«Je crois beaucoup à l’intelligence collective, je suis convaincu que nous sommes capables de concevoir quelque chose avec ce petit marché; en mode PPP pour en assurer la pérennisation», atteste Samir Saied.
Avec le contexte de double déficit (car nous consommons plus que nous produisons) et l’investissement public qui ressemble à un mouchoir de poche restreint, son espoir va vers l’investissement privé, l’export: «Le potentiel des exportateurs tunisiens est immense, ils l’ont prouvé à chaque fois sur le marché africain. Nous avons la chance de ‘triangulariser’ avec les Européens et les Japonais vers le continent, car nous pouvons apporter un complément à ce qu’apportent les grands opérateurs étrangers». Cela côté jardin.
Côté cour, Samir Saied regrette que notre diplomatie économique ne soit pas efficace, que les institutions de support ne soient pas assez dynamiques et que le financement, les incitations et la logistique soient médiocres. Il cite une étude qui trouve quand même que nous pourrions prendre le train en marche à condition d’aborder les marchés étrangers, spécialement l’Afrique, de manière collective, avec des consortiums d’entreprises, et de partager l’info et les coûts.
«We Have to Save the Companies !»
«Je viens du secteur bancaire et je vis un conflit quotidien entre ce que la vie de l’entreprise devrait être en Tunisie et ce qu’elle est en réalité. We Have to Save the Companies! Nous devons dépasser les obstacles, faire aboutir les idées, trouver des solutions, libérer les talents, faire confiance à l’entrepreneur. Nous sommes dans un monde de célérité et l’administration doit trouver un nouveau rythme (on parle de temps réel et de KPI). Les regards sont braqués sur nous. Dernièrement, les gens de JP Morgan m’ont posé des questions sur le temps d’attente en rade du port de Radès, le déchargement, le stationnement à quai, le nombre de conteneurs par heure, l’usage de l’énergie solaire… et JP Morgan avait conseillé l’achat du papier tunisien», soutient notre interlocuteur.

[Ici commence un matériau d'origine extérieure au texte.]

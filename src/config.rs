//! Configuration types for bitonic-pool
//!
//! This module defines:
//! - CLI argument parsing using clap derive macros
//! - Runtime configuration with validation

use crate::engine::{Direction, MAX_WORKERS};
use crate::error::ConfigError;
use clap::{Parser, ValueEnum};
use std::path::PathBuf;

/// Default number of worker threads
pub const DEFAULT_WORKERS: usize = 2;

/// Multithreaded bitonic sort of binary integer arrays
#[derive(Parser, Debug, Clone)]
#[command(
    name = "bitonic-pool",
    version,
    about = "Multithreaded bitonic sort of binary integer arrays",
    long_about = "Sorts an array of 32-bit integers read from a binary file.\n\n\
                  The file holds a native-endian i32 element count (a power of two)\n\
                  followed by the values. A distributor thread splits the array across\n\
                  the worker pool and runs the merge cascade in synchronized phases.",
    after_help = "EXAMPLES:\n    \
        bitonic-pool -f data.bin\n    \
        bitonic-pool -f data.bin -n 8 --order asc\n    \
        bitonic-pool -f data.bin --sequential\n    \
        bitonic-pool generate data.bin --count 1048576 --seed 42",
    args_conflicts_with_subcommands = true,
    subcommand_negates_reqs = true
)]
pub struct CliArgs {
    /// Input file with numbers
    #[arg(short = 'f', long = "file", value_name = "FILE")]
    pub file: Option<PathBuf>,

    /// Subcommand (generate)
    #[command(subcommand)]
    pub command: Option<Command>,

    /// Number of worker threads (minimum 1)
    #[arg(short = 'n', long, default_value_t = DEFAULT_WORKERS, value_name = "NUM")]
    pub workers: usize,

    /// Target order
    #[arg(short = 'o', long, value_enum, default_value_t = Order::Desc)]
    pub order: Order,

    /// Sort on the main thread with the plain recursive kernel
    #[arg(long)]
    pub sequential: bool,

    /// Quiet mode - suppress header, progress and summary
    #[arg(short = 'q', long)]
    pub quiet: bool,

    /// Verbose output (debug logging)
    #[arg(short = 'v', long)]
    pub verbose: bool,
}

/// Subcommands
#[derive(clap::Subcommand, Debug, Clone)]
pub enum Command {
    /// Write a random input file
    Generate {
        /// Output file
        #[arg(value_name = "OUTPUT")]
        output: PathBuf,

        /// Number of values (power of two)
        #[arg(short = 'c', long, default_value = "1024", value_name = "NUM")]
        count: usize,

        /// Seed for reproducible contents
        #[arg(short = 's', long, value_name = "SEED")]
        seed: Option<u64>,
    },
}

/// Sort order as spelled on the command line
#[derive(ValueEnum, Debug, Clone, Copy, PartialEq, Eq)]
pub enum Order {
    /// Smallest value first
    Asc,
    /// Largest value first
    Desc,
}

impl From<Order> for Direction {
    fn from(order: Order) -> Self {
        match order {
            Order::Asc => Direction::Ascending,
            Order::Desc => Direction::Descending,
        }
    }
}

/// Validated runtime configuration
#[derive(Debug, Clone)]
pub struct SortConfig {
    /// Input file path
    pub input_path: PathBuf,

    /// Number of worker threads
    pub worker_count: usize,

    /// Target order
    pub direction: Direction,

    /// Run the single-threaded baseline instead of the pool
    pub sequential: bool,

    /// Show header, progress and summary
    pub show_progress: bool,

    /// Verbose logging
    pub verbose: bool,
}

impl SortConfig {
    /// Create and validate configuration from CLI arguments
    pub fn from_args(args: CliArgs) -> Result<Self, ConfigError> {
        let input_path = args.file.ok_or(ConfigError::MissingInput)?;

        if args.workers == 0 || args.workers > MAX_WORKERS {
            return Err(ConfigError::InvalidWorkerCount {
                count: args.workers,
                max: MAX_WORKERS,
            });
        }

        Ok(Self {
            input_path,
            worker_count: args.workers,
            direction: args.order.into(),
            sequential: args.sequential,
            show_progress: !args.quiet,
            verbose: args.verbose,
        })
    }
}
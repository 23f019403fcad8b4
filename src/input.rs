//! Binary array files
//!
//! Layout (native endianness):
//!
//! ```text
//! ┌──────────┬──────────┬──────────┬─────┬──────────┐
//! │ N: i32   │ v0: i32  │ v1: i32  │ ... │ vN-1: i32│
//! └──────────┴──────────┴──────────┴─────┴──────────┘
//! ```
//!
//! `N` must be a power of two. A payload shorter than `N` values is accepted:
//! the missing tail reads as zero.

use crate::error::{AllocationError, FormatError, InputError, InputResult, Result};
use std::fs::File;
use std::io::{self, BufReader, BufWriter, ErrorKind, Read, Write};
use std::path::{Path, PathBuf};
use tracing::{debug, warn};

const VALUE_SIZE: usize = std::mem::size_of::<i32>();

/// An input file whose header has been read and validated
#[derive(Debug)]
pub struct InputFile {
    path: PathBuf,
    reader: BufReader<File>,
    len: usize,
}

impl InputFile {
    /// Open `path` and validate its header
    pub fn open(path: &Path) -> Result<Self> {
        let file = File::open(path).map_err(|source| InputError::Open {
            path: path.to_path_buf(),
            source,
        })?;
        let mut reader = BufReader::new(file);

        let mut header = [0u8; VALUE_SIZE];
        reader.read_exact(&mut header).map_err(|e| InputError::Header {
            path: path.to_path_buf(),
            reason: e.to_string(),
        })?;

        let size = i32::from_ne_bytes(header);
        if size < 0 {
            return Err(FormatError::NegativeSize { size }.into());
        }
        let len = size as usize;
        if !len.is_power_of_two() {
            return Err(FormatError::NotPowerOfTwo { size: len }.into());
        }

        debug!(path = %path.display(), len, "Input header read");
        Ok(Self {
            path: path.to_path_buf(),
            reader,
            len,
        })
    }

    /// Number of values announced by the header
    pub fn len(&self) -> usize {
        self.len
    }

    pub fn is_empty(&self) -> bool {
        self.len == 0
    }

    pub fn path(&self) -> &Path {
        &self.path
    }

    /// Read the payload
    ///
    /// Always returns `len()` values; values missing from a short file are
    /// zero and a trailing partial value is ignored.
    pub fn read_values(mut self) -> Result<Vec<i32>> {
        let mut values = Vec::new();
        values
            .try_reserve_exact(self.len)
            .map_err(|e| AllocationError::new("array", self.len, e))?;

        let mut buf = [0u8; VALUE_SIZE];
        while values.len() < self.len {
            match self.reader.read_exact(&mut buf) {
                Ok(()) => values.push(i32::from_ne_bytes(buf)),
                Err(e) if e.kind() == ErrorKind::UnexpectedEof => break,
                Err(source) => {
                    return Err(InputError::Read {
                        path: self.path,
                        source,
                    }
                    .into())
                }
            }
        }

        if values.len() < self.len {
            warn!(
                path = %self.path.display(),
                expected = self.len,
                read = values.len(),
                "Input shorter than its header, padding with zeros"
            );
            values.resize(self.len, 0);
        }

        Ok(values)
    }
}

/// Read a whole array file
pub fn read_array(path: &Path) -> Result<Vec<i32>> {
    InputFile::open(path)?.read_values()
}

/// Write `values` in the input format
pub fn write_array(path: &Path, values: &[i32]) -> InputResult<()> {
    let write_err = |source| InputError::Write {
        path: path.to_path_buf(),
        source,
    };

    let size = i32::try_from(values.len()).map_err(|_| {
        write_err(io::Error::new(
            ErrorKind::InvalidInput,
            format!("{} values do not fit the i32 header", values.len()),
        ))
    })?;

    let file = File::create(path).map_err(write_err)?;
    let mut writer = BufWriter::new(file);

    writer.write_all(&size.to_ne_bytes()).map_err(write_err)?;
    for value in values {
        writer.write_all(&value.to_ne_bytes()).map_err(write_err)?;
    }
    writer.flush().map_err(write_err)?;

    Ok(())
}

/// Random values for a test input
pub fn random_values(count: usize, seed: Option<u64>) -> Vec<i32> {
    let mut rng = match seed {
        Some(seed) => fastrand::Rng::with_seed(seed),
        None => fastrand::Rng::new(),
    };
    (0..count).map(|_| rng.i32(..)).collect()
}

#[cfg(test)]
mod tests {
    use super::*;
    use tempfile::tempdir;

    fn write_raw(path: &Path, words: &[i32], extra: &[u8]) {
        let mut bytes = Vec::new();
        for w in words {
            bytes.extend_from_slice(&w.to_ne_bytes());
        }
        bytes.extend_from_slice(extra);
        std::fs::write(path, bytes).unwrap();
    }

    #[test]
    fn test_write_then_read() {
        let dir = tempdir().unwrap();
        let path = dir.path().join("values.bin");

        write_array(&path, &[7, -3, 0, i32::MIN]).unwrap();
        let file = InputFile::open(&path).unwrap();
        assert_eq!(file.len(), 4);
        assert_eq!(file.read_values().unwrap(), vec![7, -3, 0, i32::MIN]);
    }

    #[test]
    fn test_short_payload_zero_filled() {
        let dir = tempdir().unwrap();
        let path = dir.path().join("short.bin");
        // Header says 4, two full values and half of a third.
        write_raw(&path, &[4, 10, 20], &[0xff, 0xff]);

        assert_eq!(read_array(&path).unwrap(), vec![10, 20, 0, 0]);
    }

    #[test]
    fn test_extra_payload_ignored() {
        let dir = tempdir().unwrap();
        let path = dir.path().join("long.bin");
        write_raw(&path, &[2, 1, 2, 3, 4], &[]);

        assert_eq!(read_array(&path).unwrap(), vec![1, 2]);
    }

    #[test]
    fn test_bad_headers() {
        let dir = tempdir().unwrap();

        let path = dir.path().join("empty.bin");
        write_raw(&path, &[], &[1, 2]);
        assert!(matches!(
            InputFile::open(&path),
            Err(crate::error::SortError::Input(InputError::Header { .. }))
        ));

        let path = dir.path().join("six.bin");
        write_raw(&path, &[6, 1, 2, 3, 4, 5, 6], &[]);
        assert!(matches!(
            InputFile::open(&path),
            Err(crate::error::SortError::Format(FormatError::NotPowerOfTwo { size: 6 }))
        ));

        let path = dir.path().join("negative.bin");
        write_raw(&path, &[-8], &[]);
        assert!(matches!(
            InputFile::open(&path),
            Err(crate::error::SortError::Format(FormatError::NegativeSize { size: -8 }))
        ));
    }

    #[test]
    fn test_missing_file() {
        let dir = tempdir().unwrap();
        let err = read_array(&dir.path().join("nope.bin")).unwrap_err();
        assert!(err.to_string().contains("nope.bin"));

        // Path first, then the io error, each reported once.
        let chained = anyhow::Error::from(err);
        assert_eq!(chained.chain().count(), 2);
        assert_eq!(format!("{:#}", chained).matches("nope.bin").count(), 1);
    }

    #[test]
    fn test_random_values_seeded() {
        assert_eq!(random_values(16, Some(1)), random_values(16, Some(1)));
        assert_eq!(random_values(0, None).len(), 0);
    }
}
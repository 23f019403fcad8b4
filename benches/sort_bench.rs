//! Benchmarks for bitonic-pool
//!
//! Run with: cargo bench

use bitonic_pool::engine::{kernel, sort_sequential, Direction, SortEngine};
use bitonic_pool::input::random_values;
use criterion::{black_box, criterion_group, criterion_main, BatchSize, BenchmarkId, Criterion};

const SIZE: usize = 1 << 16;

fn benchmark_kernel(c: &mut Criterion) {
    let values = random_values(SIZE, Some(7));

    c.bench_function("kernel_sort_slice", |b| {
        b.iter_batched(
            || values.clone(),
            |mut v| {
                kernel::sort_slice(&mut v, Direction::Ascending);
                black_box(v);
            },
            BatchSize::LargeInput,
        )
    });
}

fn benchmark_pool_vs_sequential(c: &mut Criterion) {
    let values = random_values(SIZE, Some(42));
    let mut group = c.benchmark_group("sort_65536");

    group.bench_function("sequential", |b| {
        b.iter_batched(
            || values.clone(),
            |v| black_box(sort_sequential(v, Direction::Descending).unwrap()),
            BatchSize::LargeInput,
        )
    });

    for workers in [1, 2, 4, 8] {
        let engine = SortEngine::new(workers, Direction::Descending).unwrap();
        group.bench_with_input(BenchmarkId::new("pool", workers), &engine, |b, engine| {
            b.iter_batched(
                || values.clone(),
                |v| black_box(engine.sort(v).unwrap()),
                BatchSize::LargeInput,
            )
        });
    }

    group.finish();
}

criterion_group!(benches, benchmark_kernel, benchmark_pool_vs_sequential);
criterion_main!(benches);
//! bitonic-pool - Phase-Synchronized Multithreaded Bitonic Sort
//!
//! Sorts a power-of-two sized array of 32-bit integers with a fixed pool of
//! worker threads driven by a single distributor thread.
//!
//! # Features
//!
//! - **Explicit coordination state**: one table of per-slot tasks and
//!   completion flags behind a mutex; the only operations are publish, claim
//!   and complete.
//!
//! - **Shrinking participation**: the merge cascade halves the number of
//!   tasks per level and retires surplus workers with `Terminate`.
//!
//! - **Strict phase ordering**: a phase is published only after every task
//!   of the previous one has completed.
//!
//! - **Safe failure**: when the array cannot be obtained, every worker is
//!   released before the error is reported.
//!
//! # Example
//!
//! ```
//! use bitonic_pool::engine::{Direction, SortEngine};
//!
//! let engine = SortEngine::new(2, Direction::Descending).unwrap();
//! let report = engine.sort(vec![5, 3, 8, 1, 9, 2, 7, 4]).unwrap();
//! assert_eq!(report.values, vec![9, 8, 7, 5, 4, 3, 2, 1]);
//! ```

pub mod config;
pub mod engine;
pub mod error;
pub mod input;
pub mod progress;
//! Progress reporting for the sort
//!
//! Provides a phase progress bar using indicatif and the start/end banners.

use crate::engine::{PhaseInfo, PhaseKind, PhaseObserver, SortReport};
use console::style;
use humansize::{format_size, BINARY};
use indicatif::{ProgressBar, ProgressStyle};
use std::time::Duration;

/// Number of values shown at each end of a large array
const PREVIEW: usize = 16;

/// Progress reporter that advances once per completed phase
pub struct ProgressReporter {
    bar: ProgressBar,
}

impl ProgressReporter {
    /// Create a new progress reporter
    pub fn new() -> Self {
        let bar = ProgressBar::new(0);

        bar.set_style(
            ProgressStyle::default_bar()
                .template("{spinner:.green} [{elapsed_precise}] [{bar:30.cyan/blue}] {pos}/{len} phases {msg}")
                .expect("Invalid progress template")
                .progress_chars("=> ")
                .tick_chars("⠋⠙⠹⠸⠼⠴⠦⠧⠇⠏"),
        );

        bar.enable_steady_tick(Duration::from_millis(100));

        Self { bar }
    }

    /// Set a status message
    pub fn set_status(&self, status: &str) {
        self.bar.set_message(status.to_string());
    }

    /// Finish the progress display with a final message
    pub fn finish(&self, message: &str) {
        self.bar.finish_with_message(message.to_string());
    }

    /// Finish and clear the progress display
    pub fn finish_and_clear(&self) {
        self.bar.finish_and_clear();
    }
}

impl Default for ProgressReporter {
    fn default() -> Self {
        Self::new()
    }
}

impl PhaseObserver for ProgressReporter {
    fn phase_started(&self, info: &PhaseInfo) {
        self.bar.set_length(info.total as u64);
        self.bar.set_message(phase_label(info));
    }

    fn phase_finished(&self, _info: &PhaseInfo, _elapsed: Duration) {
        self.bar.inc(1);
    }
}

fn phase_label(info: &PhaseInfo) -> String {
    let kind = match info.kind {
        PhaseKind::Sort => "sort",
        PhaseKind::Merge => "merge",
    };
    format!(
        "{} width {} ({} tasks)",
        kind,
        format_number(info.width as u64),
        info.tasks
    )
}

/// Format a number with thousands separators
fn format_number(n: u64) -> String {
    let s = n.to_string();
    let bytes: Vec<_> = s.bytes().rev().collect();

    let chunks: Vec<String> = bytes
        .chunks(3)
        .map(|chunk| {
            chunk
                .iter()
                .rev()
                .map(|&b| b as char)
                .collect::<String>()
        })
        .collect();

    chunks.into_iter().rev().collect::<Vec<_>>().join(",")
}

/// The whole array when small, otherwise the first and last values
fn preview(values: &[i32]) -> Vec<String> {
    let join = |vals: &[i32]| {
        vals.iter()
            .map(|v| v.to_string())
            .collect::<Vec<_>>()
            .join(" ")
    };

    if values.len() <= PREVIEW * 2 {
        vec![join(values)]
    } else {
        vec![
            format!("first {}: {}", PREVIEW, join(&values[..PREVIEW])),
            format!("last {}: {}", PREVIEW, join(&values[values.len() - PREVIEW..])),
        ]
    }
}

/// Print a header at the start of the sort
pub fn print_header(input: &str, elements: usize, workers: usize, mode: &str) {
    let bytes = (elements * std::mem::size_of::<i32>()) as u64;

    println!();
    println!(
        "{} {}",
        style("bitonic-pool").cyan().bold(),
        env!("CARGO_PKG_VERSION")
    );
    println!("{}", style("─".repeat(50)).dim());
    println!("  {} {}", style("Input:").bold(), input);
    println!(
        "  {} {} ({})",
        style("Elements:").bold(),
        format_number(elements as u64),
        format_size(bytes, BINARY)
    );
    println!("  {} {}", style("Workers:").bold(), workers);
    println!("  {} {}", style("Mode:").bold(), mode);
    println!();
}

/// Print a summary of the sort results
pub fn print_summary(report: &SortReport) {
    println!();
    println!("{}", style("Sort Complete").green().bold());
    println!("{}", style("─".repeat(50)).dim());
    println!(
        "  {} {}",
        style("Elements:").bold(),
        format_number(report.values.len() as u64)
    );
    println!("  {} {}", style("Order:").bold(), report.direction);
    println!(
        "  {} {} ({} sorts, {} merges)",
        style("Phases:").bold(),
        report.phase_count(),
        report.pool.sorts,
        report.pool.merges
    );
    for phase in &report.phases {
        println!(
            "    {:?} width {:>12}: {:.3}ms",
            phase.kind,
            format_number(phase.width as u64),
            phase.elapsed.as_secs_f64() * 1000.0
        );
    }
    println!(
        "  {} {:.3}s ({:.0} elements/sec)",
        style("Duration:").bold(),
        report.duration.as_secs_f64(),
        report.elements_per_second()
    );
    println!("  {} {}", style("Verdict:").bold(), style("ordered").green());
    for line in preview(&report.values) {
        println!("    {}", line);
    }
    println!();
}

#[cfg(test)]
mod tests {
    use super::*;

    #[test]
    fn test_format_number() {
        assert_eq!(format_number(0), "0");
        assert_eq!(format_number(999), "999");
        assert_eq!(format_number(1000), "1,000");
        assert_eq!(format_number(1048576), "1,048,576");
    }

    #[test]
    fn test_preview_small_and_large() {
        assert_eq!(preview(&[3, 2, 1]), vec!["3 2 1".to_string()]);

        let values: Vec<i32> = (0..64).collect();
        let lines = preview(&values);
        assert_eq!(lines.len(), 2);
        assert!(lines[0].starts_with("first 16: 0 1 2"));
        assert!(lines[1].ends_with("62 63"));
    }

    #[test]
    fn test_phase_label() {
        let info = PhaseInfo {
            phase: 2,
            total: 3,
            kind: PhaseKind::Merge,
            width: 4096,
            tasks: 2,
        };
        assert_eq!(phase_label(&info), "merge width 4,096 (2 tasks)");
    }
}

Au moins, si nous ne pouvons aider la PME, nous ne devons pas l’empêcher de s’épanouir. Pour cela, il défend quelques positions:
– Créer un champion bancaire pour l’export sur le modèle du nigérien SoniBank (partenaire de l’UIB);
– Ne pas compter uniquement sur les banques publiques en matière d’internationalisation;
– Réunir les investisseurs avec la SFI pour rechercher des alternatives;
– Creuser les idées du secteur des énergies renouvelables où la Tunisie a montré qu’elle était capable d’en exporter face à des géants internationaux;
– Comprendre que les délais de mise en œuvre des 90 réformes (nouvelles et initiales, dont 27 seraient publiées d’ici un mois) prennent beaucoup de temps;
– Comprendre que le programme national de réformes n’est pas un luxe mais une nécessité et que cette philosophie de la Tunisie a fait dire à Kristalina Georgieva, DG du FMI, que nous tenons la route!
– Toutes les bonnes volontés sont les bienvenues pour préparer les textes d’application des réformes, car le volume de travail est immense.
Il s’interroge sur le choix de réformes en série ou en parallèle? Ce n’est pas simple! Finalement, il nous confie qu’il converge vers les compromis. Il a du pain sur la planche: «Nous avons actualisé notre vision 21-25 après une série de réunions dans les 24 régions et avec les ministères concernés. Cette version sera prête pour la seconde quinzaine de novembre. La loi de finances 2023 sera également dans le cadre d’une vision avec l’association de tous les organismes concernés. Le plan national de réformes se fait aussi en concertation, preuve d’une transparence totale; et le FMI nous accordera à chaque fois entre 180 et 200 MD pour exécuter progressivement ce plan. Dans la foulée, nous avons préparé 90 mesures de relance économique. Je lance d’ailleurs un appel à tous les volontaires qui veulent nous rejoindre, car nous sommes limités en ressources humaines!».